# [Assigned task]
Up to and including the line with "variants here describe", please reproduce the lines below exactly, beginning with the first.

——————————

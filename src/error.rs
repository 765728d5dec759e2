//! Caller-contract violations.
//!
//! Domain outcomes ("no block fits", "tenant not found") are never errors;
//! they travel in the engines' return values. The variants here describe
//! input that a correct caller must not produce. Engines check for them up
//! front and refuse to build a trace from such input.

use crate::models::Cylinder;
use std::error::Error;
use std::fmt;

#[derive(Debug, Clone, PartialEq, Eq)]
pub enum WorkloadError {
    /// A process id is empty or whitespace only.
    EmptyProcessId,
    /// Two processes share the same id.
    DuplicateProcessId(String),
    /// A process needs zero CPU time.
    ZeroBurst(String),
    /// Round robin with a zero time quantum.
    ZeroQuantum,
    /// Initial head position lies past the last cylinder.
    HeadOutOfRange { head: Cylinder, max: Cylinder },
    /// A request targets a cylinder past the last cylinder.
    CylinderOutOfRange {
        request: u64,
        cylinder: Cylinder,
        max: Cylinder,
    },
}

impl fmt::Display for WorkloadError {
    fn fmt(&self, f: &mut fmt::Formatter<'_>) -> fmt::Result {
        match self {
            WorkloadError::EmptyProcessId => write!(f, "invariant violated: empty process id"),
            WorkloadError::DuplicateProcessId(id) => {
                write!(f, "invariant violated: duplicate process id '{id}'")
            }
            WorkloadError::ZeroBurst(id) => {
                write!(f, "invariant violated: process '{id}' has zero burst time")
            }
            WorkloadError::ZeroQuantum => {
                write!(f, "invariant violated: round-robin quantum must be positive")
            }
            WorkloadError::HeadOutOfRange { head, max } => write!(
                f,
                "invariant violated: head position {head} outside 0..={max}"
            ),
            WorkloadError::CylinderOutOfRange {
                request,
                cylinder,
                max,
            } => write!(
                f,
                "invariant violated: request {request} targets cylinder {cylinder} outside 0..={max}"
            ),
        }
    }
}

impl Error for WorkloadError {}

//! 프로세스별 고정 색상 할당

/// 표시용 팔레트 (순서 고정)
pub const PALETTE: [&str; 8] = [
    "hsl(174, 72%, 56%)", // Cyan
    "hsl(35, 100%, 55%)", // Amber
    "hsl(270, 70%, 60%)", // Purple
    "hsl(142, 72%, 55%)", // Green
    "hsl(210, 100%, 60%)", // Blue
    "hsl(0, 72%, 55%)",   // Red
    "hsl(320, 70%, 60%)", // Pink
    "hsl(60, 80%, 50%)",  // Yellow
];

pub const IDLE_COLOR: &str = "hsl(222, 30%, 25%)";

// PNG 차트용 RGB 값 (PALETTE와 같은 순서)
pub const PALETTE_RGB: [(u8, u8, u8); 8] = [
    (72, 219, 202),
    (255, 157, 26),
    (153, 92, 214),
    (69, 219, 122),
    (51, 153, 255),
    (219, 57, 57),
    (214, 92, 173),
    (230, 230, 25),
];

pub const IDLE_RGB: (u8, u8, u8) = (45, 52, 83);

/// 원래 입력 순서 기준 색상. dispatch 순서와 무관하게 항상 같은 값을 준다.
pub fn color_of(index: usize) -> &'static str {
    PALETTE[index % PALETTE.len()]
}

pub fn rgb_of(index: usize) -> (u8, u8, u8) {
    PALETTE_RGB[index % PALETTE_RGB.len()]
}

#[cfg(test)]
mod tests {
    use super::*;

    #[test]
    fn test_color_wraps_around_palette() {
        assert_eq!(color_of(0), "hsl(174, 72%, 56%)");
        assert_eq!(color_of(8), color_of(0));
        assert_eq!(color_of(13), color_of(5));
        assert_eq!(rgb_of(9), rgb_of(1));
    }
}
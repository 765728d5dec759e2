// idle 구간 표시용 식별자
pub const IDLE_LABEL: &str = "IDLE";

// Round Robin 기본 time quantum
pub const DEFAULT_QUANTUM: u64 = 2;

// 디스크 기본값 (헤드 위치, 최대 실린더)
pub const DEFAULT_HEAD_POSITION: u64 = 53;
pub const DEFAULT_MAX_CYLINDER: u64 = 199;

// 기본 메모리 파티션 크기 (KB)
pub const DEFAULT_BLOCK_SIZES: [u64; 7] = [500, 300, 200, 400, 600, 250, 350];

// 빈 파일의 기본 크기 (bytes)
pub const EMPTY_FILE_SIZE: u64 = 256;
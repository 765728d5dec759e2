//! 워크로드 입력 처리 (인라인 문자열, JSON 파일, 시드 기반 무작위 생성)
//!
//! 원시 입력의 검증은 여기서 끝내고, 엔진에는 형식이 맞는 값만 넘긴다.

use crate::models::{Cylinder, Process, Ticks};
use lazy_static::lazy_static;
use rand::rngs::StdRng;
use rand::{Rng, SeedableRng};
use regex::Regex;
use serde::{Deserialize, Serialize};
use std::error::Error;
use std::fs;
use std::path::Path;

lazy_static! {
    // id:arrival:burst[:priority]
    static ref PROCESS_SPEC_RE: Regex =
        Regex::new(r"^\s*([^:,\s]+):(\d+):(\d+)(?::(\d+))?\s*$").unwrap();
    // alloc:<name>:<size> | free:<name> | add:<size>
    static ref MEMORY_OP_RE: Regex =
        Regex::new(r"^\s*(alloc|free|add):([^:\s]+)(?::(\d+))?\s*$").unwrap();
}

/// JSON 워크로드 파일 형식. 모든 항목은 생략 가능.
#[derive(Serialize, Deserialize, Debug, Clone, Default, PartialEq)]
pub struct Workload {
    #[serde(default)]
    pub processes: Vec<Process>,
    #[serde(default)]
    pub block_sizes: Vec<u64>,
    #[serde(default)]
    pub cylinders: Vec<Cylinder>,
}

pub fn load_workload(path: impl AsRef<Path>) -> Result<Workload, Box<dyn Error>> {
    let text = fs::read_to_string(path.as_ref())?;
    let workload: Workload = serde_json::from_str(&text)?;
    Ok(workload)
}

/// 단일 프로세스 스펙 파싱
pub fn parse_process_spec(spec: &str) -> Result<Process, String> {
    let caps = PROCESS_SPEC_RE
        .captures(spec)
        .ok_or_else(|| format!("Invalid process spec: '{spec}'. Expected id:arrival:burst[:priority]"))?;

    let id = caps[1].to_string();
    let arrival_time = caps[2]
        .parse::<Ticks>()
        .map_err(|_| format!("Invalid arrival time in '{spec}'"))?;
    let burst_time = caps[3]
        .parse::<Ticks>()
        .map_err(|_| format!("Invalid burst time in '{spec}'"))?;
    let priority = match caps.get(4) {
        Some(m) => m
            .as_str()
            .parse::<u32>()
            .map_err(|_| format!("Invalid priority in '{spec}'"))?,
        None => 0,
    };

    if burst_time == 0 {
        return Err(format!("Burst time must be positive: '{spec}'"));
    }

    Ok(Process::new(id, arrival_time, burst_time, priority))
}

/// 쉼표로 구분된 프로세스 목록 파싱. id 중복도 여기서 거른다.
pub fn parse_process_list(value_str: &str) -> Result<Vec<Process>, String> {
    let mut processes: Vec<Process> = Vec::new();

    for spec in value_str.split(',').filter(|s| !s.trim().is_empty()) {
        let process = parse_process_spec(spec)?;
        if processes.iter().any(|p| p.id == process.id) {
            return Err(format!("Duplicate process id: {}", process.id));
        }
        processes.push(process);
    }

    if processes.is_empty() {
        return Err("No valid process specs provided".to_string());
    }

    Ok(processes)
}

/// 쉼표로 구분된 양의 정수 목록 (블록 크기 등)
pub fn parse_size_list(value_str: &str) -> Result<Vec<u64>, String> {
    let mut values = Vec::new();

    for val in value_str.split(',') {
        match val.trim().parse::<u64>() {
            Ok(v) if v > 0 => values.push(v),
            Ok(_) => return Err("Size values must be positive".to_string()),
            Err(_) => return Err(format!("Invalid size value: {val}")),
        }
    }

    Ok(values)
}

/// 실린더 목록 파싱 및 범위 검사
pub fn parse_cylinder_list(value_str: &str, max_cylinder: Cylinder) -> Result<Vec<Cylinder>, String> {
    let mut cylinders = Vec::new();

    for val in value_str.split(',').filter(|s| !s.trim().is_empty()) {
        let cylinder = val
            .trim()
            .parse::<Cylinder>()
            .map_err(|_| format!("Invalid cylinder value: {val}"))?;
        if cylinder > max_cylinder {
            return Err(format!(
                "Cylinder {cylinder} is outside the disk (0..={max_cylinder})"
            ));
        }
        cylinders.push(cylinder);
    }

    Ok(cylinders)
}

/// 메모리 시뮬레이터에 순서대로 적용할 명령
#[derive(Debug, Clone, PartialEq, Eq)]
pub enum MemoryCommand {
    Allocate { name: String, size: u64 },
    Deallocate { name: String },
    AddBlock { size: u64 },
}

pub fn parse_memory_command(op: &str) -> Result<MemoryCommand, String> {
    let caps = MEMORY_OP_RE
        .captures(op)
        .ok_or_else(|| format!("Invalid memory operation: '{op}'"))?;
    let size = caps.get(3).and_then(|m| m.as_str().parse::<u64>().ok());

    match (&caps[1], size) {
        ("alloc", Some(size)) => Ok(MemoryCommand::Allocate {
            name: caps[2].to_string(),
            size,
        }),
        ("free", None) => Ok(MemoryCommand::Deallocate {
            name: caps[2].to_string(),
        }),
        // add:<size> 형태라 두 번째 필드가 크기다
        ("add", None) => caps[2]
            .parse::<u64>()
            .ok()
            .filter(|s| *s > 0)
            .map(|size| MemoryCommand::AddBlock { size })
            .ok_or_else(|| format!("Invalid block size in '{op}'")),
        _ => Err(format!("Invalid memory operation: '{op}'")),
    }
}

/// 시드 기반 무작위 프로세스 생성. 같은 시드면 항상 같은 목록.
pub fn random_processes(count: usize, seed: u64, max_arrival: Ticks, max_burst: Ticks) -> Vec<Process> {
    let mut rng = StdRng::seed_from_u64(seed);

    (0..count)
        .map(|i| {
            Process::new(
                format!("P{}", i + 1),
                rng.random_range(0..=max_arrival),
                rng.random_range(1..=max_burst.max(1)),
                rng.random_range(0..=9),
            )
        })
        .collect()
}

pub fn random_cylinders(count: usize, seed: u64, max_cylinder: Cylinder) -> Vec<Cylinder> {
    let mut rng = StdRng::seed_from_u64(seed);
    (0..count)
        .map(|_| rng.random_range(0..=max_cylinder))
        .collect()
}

——————————

# [Solution to this problem]
filename src/error.rs
repository 765728d5dec759e2
//! Caller-contract violations.
//!
//! Domain outcomes ("no block fits", "tenant not found") are never errors;
//! they travel in the engines' return values. The variants here describe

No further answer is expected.